_What this task involves_: From the records below, copy every line that contains the word "Debug".

Stored items:
▼▼▼

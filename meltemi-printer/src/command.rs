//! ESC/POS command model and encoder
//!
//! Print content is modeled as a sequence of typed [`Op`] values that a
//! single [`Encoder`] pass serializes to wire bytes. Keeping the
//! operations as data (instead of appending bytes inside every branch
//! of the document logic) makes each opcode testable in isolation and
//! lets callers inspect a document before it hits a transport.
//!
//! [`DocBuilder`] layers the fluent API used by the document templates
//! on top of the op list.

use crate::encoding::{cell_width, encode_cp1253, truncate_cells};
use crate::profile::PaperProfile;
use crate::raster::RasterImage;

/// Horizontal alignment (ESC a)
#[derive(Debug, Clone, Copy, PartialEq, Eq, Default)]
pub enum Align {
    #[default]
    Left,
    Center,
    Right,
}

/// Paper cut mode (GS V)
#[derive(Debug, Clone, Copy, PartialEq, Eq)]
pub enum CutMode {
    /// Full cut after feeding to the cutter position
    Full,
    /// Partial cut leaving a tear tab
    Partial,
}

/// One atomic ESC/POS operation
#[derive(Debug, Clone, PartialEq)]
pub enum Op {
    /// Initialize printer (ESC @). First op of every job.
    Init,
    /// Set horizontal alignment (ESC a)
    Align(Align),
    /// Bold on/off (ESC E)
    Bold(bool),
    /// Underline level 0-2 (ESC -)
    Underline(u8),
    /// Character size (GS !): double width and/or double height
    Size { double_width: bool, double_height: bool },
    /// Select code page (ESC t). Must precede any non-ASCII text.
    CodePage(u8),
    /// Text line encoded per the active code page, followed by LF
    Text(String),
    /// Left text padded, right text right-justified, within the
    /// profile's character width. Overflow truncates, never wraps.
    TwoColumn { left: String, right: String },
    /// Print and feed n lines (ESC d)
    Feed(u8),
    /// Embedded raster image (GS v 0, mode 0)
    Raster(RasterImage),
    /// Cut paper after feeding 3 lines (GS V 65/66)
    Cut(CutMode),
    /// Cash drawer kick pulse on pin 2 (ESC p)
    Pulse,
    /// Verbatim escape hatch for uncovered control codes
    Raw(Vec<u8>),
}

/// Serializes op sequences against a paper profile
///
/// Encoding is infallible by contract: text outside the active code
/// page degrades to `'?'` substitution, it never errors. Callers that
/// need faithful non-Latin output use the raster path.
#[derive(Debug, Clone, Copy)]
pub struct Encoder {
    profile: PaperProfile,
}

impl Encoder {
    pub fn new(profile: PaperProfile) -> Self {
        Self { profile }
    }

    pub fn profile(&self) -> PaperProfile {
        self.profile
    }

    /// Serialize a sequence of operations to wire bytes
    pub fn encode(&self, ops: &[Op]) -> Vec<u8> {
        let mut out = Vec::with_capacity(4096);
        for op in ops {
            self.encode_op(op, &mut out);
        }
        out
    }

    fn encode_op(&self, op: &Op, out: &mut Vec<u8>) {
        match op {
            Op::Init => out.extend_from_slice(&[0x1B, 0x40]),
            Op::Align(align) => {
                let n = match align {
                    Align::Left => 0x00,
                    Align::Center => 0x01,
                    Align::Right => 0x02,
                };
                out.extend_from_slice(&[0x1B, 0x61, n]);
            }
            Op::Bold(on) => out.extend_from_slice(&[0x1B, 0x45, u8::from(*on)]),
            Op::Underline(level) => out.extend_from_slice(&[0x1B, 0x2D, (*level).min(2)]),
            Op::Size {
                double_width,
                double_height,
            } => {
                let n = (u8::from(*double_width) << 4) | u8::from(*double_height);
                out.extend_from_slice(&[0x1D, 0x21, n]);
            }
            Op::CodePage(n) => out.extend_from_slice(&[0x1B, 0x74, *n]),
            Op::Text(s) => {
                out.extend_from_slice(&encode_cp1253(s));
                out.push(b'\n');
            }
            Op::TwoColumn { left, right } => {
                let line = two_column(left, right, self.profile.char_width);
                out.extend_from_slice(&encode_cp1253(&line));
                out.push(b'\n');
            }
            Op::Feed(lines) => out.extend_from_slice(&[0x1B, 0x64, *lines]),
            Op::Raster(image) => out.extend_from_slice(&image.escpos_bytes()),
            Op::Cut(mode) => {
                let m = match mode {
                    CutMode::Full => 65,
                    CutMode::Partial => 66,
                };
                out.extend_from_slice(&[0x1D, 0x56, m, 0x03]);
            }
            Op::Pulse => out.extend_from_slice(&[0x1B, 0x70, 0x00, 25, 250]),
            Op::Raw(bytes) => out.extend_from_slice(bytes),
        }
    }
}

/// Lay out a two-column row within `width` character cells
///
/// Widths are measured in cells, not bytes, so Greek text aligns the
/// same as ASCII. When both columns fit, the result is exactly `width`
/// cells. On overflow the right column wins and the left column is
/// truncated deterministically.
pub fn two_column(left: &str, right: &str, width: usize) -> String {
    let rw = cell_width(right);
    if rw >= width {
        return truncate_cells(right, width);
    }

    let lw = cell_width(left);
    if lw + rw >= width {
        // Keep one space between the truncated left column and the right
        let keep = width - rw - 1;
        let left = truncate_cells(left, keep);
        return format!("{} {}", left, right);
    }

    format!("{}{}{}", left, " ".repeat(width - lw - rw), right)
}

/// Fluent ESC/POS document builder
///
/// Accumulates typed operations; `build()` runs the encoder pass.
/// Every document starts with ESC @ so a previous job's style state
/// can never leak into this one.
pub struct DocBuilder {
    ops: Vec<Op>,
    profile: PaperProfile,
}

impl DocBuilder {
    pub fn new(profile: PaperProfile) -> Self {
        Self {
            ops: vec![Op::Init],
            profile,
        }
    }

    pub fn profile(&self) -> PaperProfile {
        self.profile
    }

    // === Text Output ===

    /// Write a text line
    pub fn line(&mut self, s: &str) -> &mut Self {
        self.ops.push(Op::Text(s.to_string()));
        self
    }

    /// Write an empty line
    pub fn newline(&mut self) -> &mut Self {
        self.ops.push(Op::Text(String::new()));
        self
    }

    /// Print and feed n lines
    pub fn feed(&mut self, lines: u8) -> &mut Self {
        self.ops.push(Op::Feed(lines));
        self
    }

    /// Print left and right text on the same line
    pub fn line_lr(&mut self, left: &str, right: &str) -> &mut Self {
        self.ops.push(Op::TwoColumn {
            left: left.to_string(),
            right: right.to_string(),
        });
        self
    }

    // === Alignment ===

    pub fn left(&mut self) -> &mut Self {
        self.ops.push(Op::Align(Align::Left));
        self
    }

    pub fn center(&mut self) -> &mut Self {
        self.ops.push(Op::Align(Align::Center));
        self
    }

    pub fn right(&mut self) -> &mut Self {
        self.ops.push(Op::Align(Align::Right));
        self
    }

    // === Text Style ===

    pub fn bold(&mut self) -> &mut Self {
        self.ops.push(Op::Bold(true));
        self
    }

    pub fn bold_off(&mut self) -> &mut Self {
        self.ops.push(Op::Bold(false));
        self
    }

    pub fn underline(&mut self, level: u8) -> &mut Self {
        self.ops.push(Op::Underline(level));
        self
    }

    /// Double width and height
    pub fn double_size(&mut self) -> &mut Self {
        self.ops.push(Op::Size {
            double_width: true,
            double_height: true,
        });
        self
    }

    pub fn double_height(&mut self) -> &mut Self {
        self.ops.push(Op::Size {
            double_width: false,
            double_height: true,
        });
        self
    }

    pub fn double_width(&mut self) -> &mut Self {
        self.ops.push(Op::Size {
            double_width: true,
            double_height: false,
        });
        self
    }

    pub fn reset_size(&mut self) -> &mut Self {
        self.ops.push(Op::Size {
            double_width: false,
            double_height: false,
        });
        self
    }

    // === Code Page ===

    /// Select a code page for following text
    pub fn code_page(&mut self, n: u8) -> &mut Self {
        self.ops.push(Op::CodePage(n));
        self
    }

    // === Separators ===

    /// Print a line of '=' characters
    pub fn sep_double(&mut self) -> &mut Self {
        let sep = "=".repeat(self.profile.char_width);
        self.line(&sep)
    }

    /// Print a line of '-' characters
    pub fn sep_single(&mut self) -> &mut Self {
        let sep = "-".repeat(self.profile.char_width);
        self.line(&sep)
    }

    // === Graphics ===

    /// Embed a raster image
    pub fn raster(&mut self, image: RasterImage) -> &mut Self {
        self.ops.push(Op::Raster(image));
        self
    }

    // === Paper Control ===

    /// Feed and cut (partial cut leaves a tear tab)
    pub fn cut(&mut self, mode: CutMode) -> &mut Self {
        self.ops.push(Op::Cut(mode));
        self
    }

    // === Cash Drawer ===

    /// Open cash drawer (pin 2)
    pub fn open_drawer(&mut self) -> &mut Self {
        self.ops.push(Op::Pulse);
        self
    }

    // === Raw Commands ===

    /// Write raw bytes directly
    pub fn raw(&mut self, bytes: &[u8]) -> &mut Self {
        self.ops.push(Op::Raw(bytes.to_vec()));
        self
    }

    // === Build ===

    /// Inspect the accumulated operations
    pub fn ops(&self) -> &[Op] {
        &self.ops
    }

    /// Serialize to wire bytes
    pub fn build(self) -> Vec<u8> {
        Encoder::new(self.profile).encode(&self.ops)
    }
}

▲▲▲

_Solution_:
#[derive(Debug, Clone, Copy, PartialEq, Eq, Default)]
#[derive(Debug, Clone, Copy, PartialEq, Eq)]
#[derive(Debug, Clone, PartialEq)]
#[derive(Debug, Clone, Copy)]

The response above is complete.